#### Data excerpts
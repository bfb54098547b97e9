//! Typed domain events and their subscribers
//!
//! The timeline queues [`DomainEvent`]s as it mutates; the recording session
//! drains that queue into an [`EventBus`] after every callback it handles.

use crate::session::SessionState;
use crate::types::{BehaviorEvent, EventIndex, TriggerId};
use serde::Serialize;
use std::fmt;

/// Something observable happened to a timeline or its session
#[derive(Debug, Clone, PartialEq, Serialize)]
#[serde(tag = "type", rename_all = "snake_case")]
pub enum DomainEvent {
    EventOpened {
        trigger_id: TriggerId,
        label: String,
        onset: u64,
    },
    EventClosed {
        index: EventIndex,
        event: BehaviorEvent,
        /// The offset was forced to one frame past the onset
        adjusted: bool,
    },
    EventTruncated {
        index: EventIndex,
        previous_offset: u64,
        offset: u64,
    },
    EventRemoved {
        index: EventIndex,
        event: BehaviorEvent,
    },
    AnchorInserted {
        index: EventIndex,
        position_ms: u64,
    },
    TimelineCleared,
    SessionStateChanged {
        from: SessionState,
        to: SessionState,
    },
}

/// Receives domain events in delivery order
pub trait TimelineObserver {
    fn on_event(&mut self, event: &DomainEvent);
}

impl<F> TimelineObserver for F
where
    F: FnMut(&DomainEvent),
{
    fn on_event(&mut self, event: &DomainEvent) {
        self(event)
    }
}

/// Ordered list of subscribers
#[derive(Default)]
pub struct EventBus {
    observers: Vec<Box<dyn TimelineObserver>>,
}

impl EventBus {
    pub fn new() -> Self {
        Self::default()
    }

    pub fn subscribe(&mut self, observer: Box<dyn TimelineObserver>) {
        self.observers.push(observer);
    }

    pub fn publish(&mut self, event: &DomainEvent) {
        for observer in &mut self.observers {
            observer.on_event(event);
        }
    }

    pub fn publish_all(&mut self, events: impl IntoIterator<Item = DomainEvent>) {
        for event in events {
            self.publish(&event);
        }
    }

    pub fn len(&self) -> usize {
        self.observers.len()
    }

    pub fn is_empty(&self) -> bool {
        self.observers.is_empty()
    }
}

impl fmt::Debug for EventBus {
    fn fmt(&self, f: &mut fmt::Formatter<'_>) -> fmt::Result {
        f.debug_struct("EventBus")
            .field("observers", &self.observers.len())
            .finish()
    }
}

#[cfg(test)]
mod tests {
    use super::*;
    use std::cell::RefCell;
    use std::rc::Rc;

    #[test]
    fn test_bus_delivers_in_order() {
        let seen = Rc::new(RefCell::new(Vec::new()));
        let sink = Rc::clone(&seen);
        let mut bus = EventBus::new();
        bus.subscribe(Box::new(move |event: &DomainEvent| {
            sink.borrow_mut().push(event.clone());
        }));

        bus.publish_all(vec![
            DomainEvent::TimelineCleared,
            DomainEvent::AnchorInserted {
                index: EventIndex(0),
                position_ms: 40,
            },
        ]);

        let seen = seen.borrow();
        assert_eq!(seen.len(), 2);
        assert_eq!(seen[0], DomainEvent::TimelineCleared);
        assert!(matches!(seen[1], DomainEvent::AnchorInserted { position_ms: 40, .. }));
    }

    #[test]
    fn test_domain_event_serializes_tagged() {
        let json = serde_json::to_value(DomainEvent::SessionStateChanged {
            from: SessionState::Idle,
            to: SessionState::Waiting,
        })
        .unwrap();
        assert_eq!(json["type"], "session_state_changed");
        assert_eq!(json["to"], "waiting");
    }
}
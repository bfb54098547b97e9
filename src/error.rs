//! Error types for the timeline engine

use crate::types::TriggerId;
use thiserror::Error;

/// Errors that can occur while recording, analyzing or reading annotations
#[derive(Debug, Error)]
pub enum TimelineError {
    #[error("Event already open for trigger: {0}")]
    AlreadyOpen(TriggerId),

    #[error("No open event for trigger: {0}")]
    NotOpen(TriggerId),

    #[error("No event at index: {0}")]
    InvalidIndex(usize),

    #[error("Offset {offset}ms precedes onset {onset}ms")]
    NegativeDuration { onset: u64, offset: u64 },

    #[error("Invalid session transition: {0}")]
    InvalidTransition(String),

    #[error("Signal rejected: {0}")]
    SignalRejected(String),

    #[error("Trigger not mapped to a behavior: {0}")]
    UnmappedTrigger(TriggerId),

    #[error("Invalid action mapping: {0}")]
    InvalidMapping(String),

    #[error("Metric name already exists: {0}")]
    DuplicateMetric(String),

    #[error("Metric not found: {0}")]
    MetricNotFound(String),

    #[error("At least one {0} metric must remain")]
    LastMetric(&'static str),

    #[error("Invalid metrics configuration: {0}")]
    InvalidConfig(String),

    #[error("Invalid interval width: {0} seconds")]
    InvalidInterval(f64),

    #[error("Failed to parse annotation file: {0}")]
    ParseError(String),

    #[error("Unrecognized annotation file format: {0}")]
    UnrecognizedFormat(String),

    #[error("Invalid JSON: {0}")]
    JsonError(#[from] serde_json::Error),

    #[error("CSV error: {0}")]
    CsvError(#[from] csv::Error),

    #[error("I/O error: {0}")]
    Io(#[from] std::io::Error),
}
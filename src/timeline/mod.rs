//! Timeline store, duration correction and rewind handling

pub mod corrector;
pub mod rewind;
pub mod store;

pub use corrector::{Correction, DurationCorrector};
pub use rewind::{RewindGuard, RewindOutcome, RewindReport, DEFAULT_REWIND_EPSILON_MS};
pub use store::Timeline;
//! Rabet CLI - Command-line interface for the behavior timeline engine
//!
//! Commands:
//! - analyze: Aggregate annotation files into a summary CSV or JSON report
//! - replay: Drive a recording session from a recorded host-signal script
//! - validate: Check annotation files for readable sections and rows
//! - metrics: Print, check or write a metrics configuration

use clap::{Parser, Subcommand, ValueEnum};
use std::fs;
use std::io::{self, BufReader, Write};
use std::path::{Path, PathBuf};
use std::process::ExitCode;

use rabet_timeline::analysis::pipeline::default_behaviors;
use rabet_timeline::analysis::{analyze_files, Analyzer, MetricsConfig};
use rabet_timeline::format::{read_annotation_file, write_annotations, write_summary};
use rabet_timeline::replay::replay;
use rabet_timeline::{ActionMap, SessionConfig, TimelineError, VERSION};

/// Rabet - record and analyze behavior event timelines
#[derive(Parser)]
#[command(name = "rabet")]
#[command(version = VERSION)]
#[command(about = "Record and analyze behavior event timelines", long_about = None)]
struct Cli {
    /// More log output (-v info, -vv debug); RUST_LOG takes precedence
    #[arg(short, long, action = clap::ArgAction::Count, global = true)]
    verbose: u8,

    #[command(subcommand)]
    command: Commands,
}

#[derive(Subcommand)]
enum Commands {
    /// Aggregate annotation files
    Analyze {
        /// Annotation files to analyze
        #[arg(required = true)]
        files: Vec<PathBuf>,

        /// Metrics configuration (JSON); built-in defaults otherwise
        #[arg(long)]
        metrics: Option<PathBuf>,

        /// Interval width in seconds for the interval breakdown
        #[arg(long)]
        interval: Option<f64>,

        /// Comma-separated labels to report instead of defaults plus discovered
        #[arg(long, value_delimiter = ',')]
        labels: Option<Vec<String>>,

        /// Test duration for files without one
        #[arg(long, default_value = "300")]
        default_test_duration: f64,

        /// Output file path (use - for stdout)
        #[arg(short, long, default_value = "-")]
        output: PathBuf,

        /// Output format
        #[arg(long, default_value = "csv")]
        format: ReportFormat,
    },

    /// Replay a newline-delimited JSON host-signal script
    Replay {
        /// Script path (use - for stdin)
        script: PathBuf,

        /// Action map (JSON object of key to label); built-in defaults otherwise
        #[arg(long)]
        map: Option<PathBuf>,

        /// Keep events on rewind, only finalizing open ones
        #[arg(long)]
        preserve_on_rewind: bool,

        /// Backward jump tolerated as jitter, in milliseconds
        #[arg(long, default_value = "100")]
        epsilon_ms: u64,

        /// Annotation file to write (use - for stdout)
        #[arg(short, long, default_value = "-")]
        output: PathBuf,

        /// Print replay statistics as JSON on stderr
        #[arg(long)]
        stats: bool,
    },

    /// Check annotation files
    Validate {
        /// Annotation files to check
        #[arg(required = true)]
        files: Vec<PathBuf>,

        /// Output as JSON
        #[arg(long)]
        json: bool,
    },

    /// Print or check a metrics configuration
    Metrics {
        /// Configuration to validate; defaults are printed otherwise
        #[arg(long)]
        config: Option<PathBuf>,

        /// Write the (validated or default) configuration to this path
        #[arg(long)]
        write: Option<PathBuf>,
    },
}

#[derive(Clone, ValueEnum)]
enum ReportFormat {
    /// Aggregate summary CSV
    Csv,
    /// Full analysis report as pretty-printed JSON
    Json,
}

fn main() -> ExitCode {
    let cli = Cli::parse();
    init_logging(cli.verbose);

    match run(cli) {
        Ok(()) => ExitCode::SUCCESS,
        Err(e) => {
            eprintln!(
                "{}",
                serde_json::to_string(&CliError::from(e)).unwrap_or_else(|_| "Unknown error".to_string())
            );
            ExitCode::FAILURE
        }
    }
}

fn init_logging(verbose: u8) {
    let level = match verbose {
        0 => "warn",
        1 => "info",
        _ => "debug",
    };
    env_logger::Builder::from_env(env_logger::Env::default().default_filter_or(level)).init();
}

fn run(cli: Cli) -> Result<(), RabetCliError> {
    match cli.command {
        Commands::Analyze {
            files,
            metrics,
            interval,
            labels,
            default_test_duration,
            output,
            format,
        } => cmd_analyze(
            &files,
            metrics.as_deref(),
            interval,
            labels,
            default_test_duration,
            &output,
            format,
        ),

        Commands::Replay {
            script,
            map,
            preserve_on_rewind,
            epsilon_ms,
            output,
            stats,
        } => cmd_replay(&script, map.as_deref(), preserve_on_rewind, epsilon_ms, &output, stats),

        Commands::Validate { files, json } => cmd_validate(&files, json),

        Commands::Metrics { config, write } => cmd_metrics(config.as_deref(), write.as_deref()),
    }
}

fn cmd_analyze(
    files: &[PathBuf],
    metrics: Option<&Path>,
    interval: Option<f64>,
    labels: Option<Vec<String>>,
    default_test_duration: f64,
    output: &Path,
    format: ReportFormat,
) -> Result<(), RabetCliError> {
    let config = match metrics {
        Some(path) => MetricsConfig::load_from_file(path)?,
        None => MetricsConfig::default(),
    };

    let mut analyzer = Analyzer::new(config).with_default_test_duration(default_test_duration);
    if let Some(width) = interval {
        analyzer = analyzer.with_interval(width)?;
    }
    if let Some(labels) = labels {
        let labels: Vec<String> = labels
            .into_iter()
            .map(|l| l.trim().to_string())
            .filter(|l| !l.is_empty())
            .collect();
        analyzer = analyzer.with_tracked_labels(labels);
    }

    let report = analyze_files(files, &analyzer)?;
    if report.results.is_empty() {
        return Err(RabetCliError::NoInputs(report.skipped_sources.len()));
    }

    let mut out = open_output(output)?;
    match format {
        ReportFormat::Csv => write_summary(&mut out, &report)?,
        ReportFormat::Json => {
            serde_json::to_writer_pretty(&mut out, &report)?;
            writeln!(out)?;
        }
    }
    out.flush()?;
    Ok(())
}

fn cmd_replay(
    script: &Path,
    map: Option<&Path>,
    preserve_on_rewind: bool,
    epsilon_ms: u64,
    output: &Path,
    stats: bool,
) -> Result<(), RabetCliError> {
    let action_map = match map {
        Some(path) => ActionMap::load_from_file(path)?,
        None => ActionMap::default(),
    };
    let config = SessionConfig {
        rewind_epsilon_ms: epsilon_ms,
        preserve_on_rewind,
        ..SessionConfig::default()
    };

    // default behaviors first, then anything else the map binds
    let mut summary_labels = default_behaviors();
    for label in action_map.labels() {
        if !summary_labels.contains(&label) {
            summary_labels.push(label);
        }
    }
    let outcome = if script.to_string_lossy() == "-" {
        replay(io::stdin().lock(), config, action_map)?
    } else {
        replay(BufReader::new(fs::File::open(script)?), config, action_map)?
    };

    let mut out = open_output(output)?;
    write_annotations(
        &mut out,
        &outcome.timeline.snapshot(),
        outcome.timeline.test_duration_secs(),
        &summary_labels,
    )?;

    if stats {
        eprintln!("{}", serde_json::to_string_pretty(&outcome.stats)?);
    }
    Ok(())
}

fn cmd_validate(files: &[PathBuf], json: bool) -> Result<(), RabetCliError> {
    let reports: Vec<FileReport> = files.iter().map(|path| validate_file(path)).collect();
    let invalid = reports.iter().filter(|r| !r.is_valid()).count();

    if json {
        println!("{}", serde_json::to_string_pretty(&reports)?);
    } else {
        println!("Validation Report");
        println!("=================");
        for report in &reports {
            match &report.error {
                Some(error) => println!("  - {}: {}", report.file, error),
                None => println!(
                    "  - {}: {} events, {} summary rows, {} skipped, test duration {}",
                    report.file,
                    report.events,
                    report.summary_rows,
                    report.skipped_rows,
                    report
                        .test_duration_secs
                        .map_or("unknown".to_string(), |secs| format!("{}s", secs))
                ),
            }
        }
        println!("Valid files:   {}", reports.len() - invalid);
        println!("Invalid files: {}", invalid);
    }

    if invalid > 0 {
        Err(RabetCliError::ValidationFailed(invalid))
    } else {
        Ok(())
    }
}

fn validate_file(path: &Path) -> FileReport {
    let file = path.display().to_string();
    match read_annotation_file(path) {
        Ok(parsed) => FileReport {
            file,
            events: parsed.events.as_ref().map_or(0, Vec::len),
            summary_rows: parsed.summary.as_ref().map_or(0, |s| s.len()),
            skipped_rows: parsed.skipped_rows,
            test_duration_secs: parsed.test_duration_secs,
            error: None,
        },
        Err(e) => FileReport {
            file,
            events: 0,
            summary_rows: 0,
            skipped_rows: 0,
            test_duration_secs: None,
            error: Some(e.to_string()),
        },
    }
}

fn cmd_metrics(config: Option<&Path>, write: Option<&Path>) -> Result<(), RabetCliError> {
    let metrics = match config {
        Some(path) => MetricsConfig::load_from_file(path)?,
        None => MetricsConfig::default(),
    };
    match write {
        Some(path) => metrics.save_to_file(path)?,
        None => println!("{}", metrics.to_json()?),
    }
    Ok(())
}

fn open_output(output: &Path) -> Result<Box<dyn Write>, RabetCliError> {
    if output.to_string_lossy() == "-" {
        Ok(Box::new(io::stdout().lock()))
    } else {
        Ok(Box::new(io::BufWriter::new(fs::File::create(output)?)))
    }
}

// Error types

#[derive(Debug)]
enum RabetCliError {
    Io(io::Error),
    Timeline(TimelineError),
    Json(serde_json::Error),
    NoInputs(usize),
    ValidationFailed(usize),
}

impl From<io::Error> for RabetCliError {
    fn from(e: io::Error) -> Self {
        RabetCliError::Io(e)
    }
}

impl From<TimelineError> for RabetCliError {
    fn from(e: TimelineError) -> Self {
        RabetCliError::Timeline(e)
    }
}

impl From<serde_json::Error> for RabetCliError {
    fn from(e: serde_json::Error) -> Self {
        RabetCliError::Json(e)
    }
}

#[derive(serde::Serialize)]
struct CliError {
    code: String,
    message: String,
    hint: Option<String>,
}

impl From<RabetCliError> for CliError {
    fn from(e: RabetCliError) -> Self {
        match e {
            RabetCliError::Io(e) => CliError {
                code: "IO_ERROR".to_string(),
                message: e.to_string(),
                hint: Some("Check file paths and permissions".to_string()),
            },
            RabetCliError::Timeline(e) => {
                let hint = match &e {
                    TimelineError::InvalidConfig(_)
                    | TimelineError::DuplicateMetric(_)
                    | TimelineError::LastMetric(_) => "Run 'rabet metrics' to see a valid configuration",
                    TimelineError::InvalidInterval(_) => "Intervals must be at least 1 second",
                    TimelineError::InvalidMapping(_) => "Map single-character keys to non-blank labels",
                    TimelineError::ParseError(_) | TimelineError::JsonError(_) => {
                        "Check the script holds one JSON record per line"
                    }
                    _ => "Run 'rabet validate' on the input files",
                };
                CliError {
                    code: "TIMELINE_ERROR".to_string(),
                    message: e.to_string(),
                    hint: Some(hint.to_string()),
                }
            }
            RabetCliError::Json(e) => CliError {
                code: "JSON_ERROR".to_string(),
                message: e.to_string(),
                hint: Some("Check JSON syntax".to_string()),
            },
            RabetCliError::NoInputs(skipped) => CliError {
                code: "NO_INPUTS".to_string(),
                message: format!("No readable annotation files ({} skipped)", skipped),
                hint: Some("Files need an event list or a summary section".to_string()),
            },
            RabetCliError::ValidationFailed(count) => CliError {
                code: "VALIDATION_FAILED".to_string(),
                message: format!("{} files failed validation", count),
                hint: Some("Fix the reported rows and retry".to_string()),
            },
        }
    }
}

// Report types

#[derive(serde::Serialize)]
struct FileReport {
    file: String,
    events: usize,
    summary_rows: usize,
    skipped_rows: usize,
    test_duration_secs: Option<f64>,
    error: Option<String>,
}

impl FileReport {
    fn is_valid(&self) -> bool {
        self.error.is_none() && self.skipped_rows == 0
    }
}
########
Work to complete | From the data above, copy every line where "usize" appears.

Answer section |
    pub fn len(&self) -> usize {
    InvalidIndex(usize),
    NoInputs(usize),
    ValidationFailed(usize),
    events: usize,
    summary_rows: usize,
    skipped_rows: usize,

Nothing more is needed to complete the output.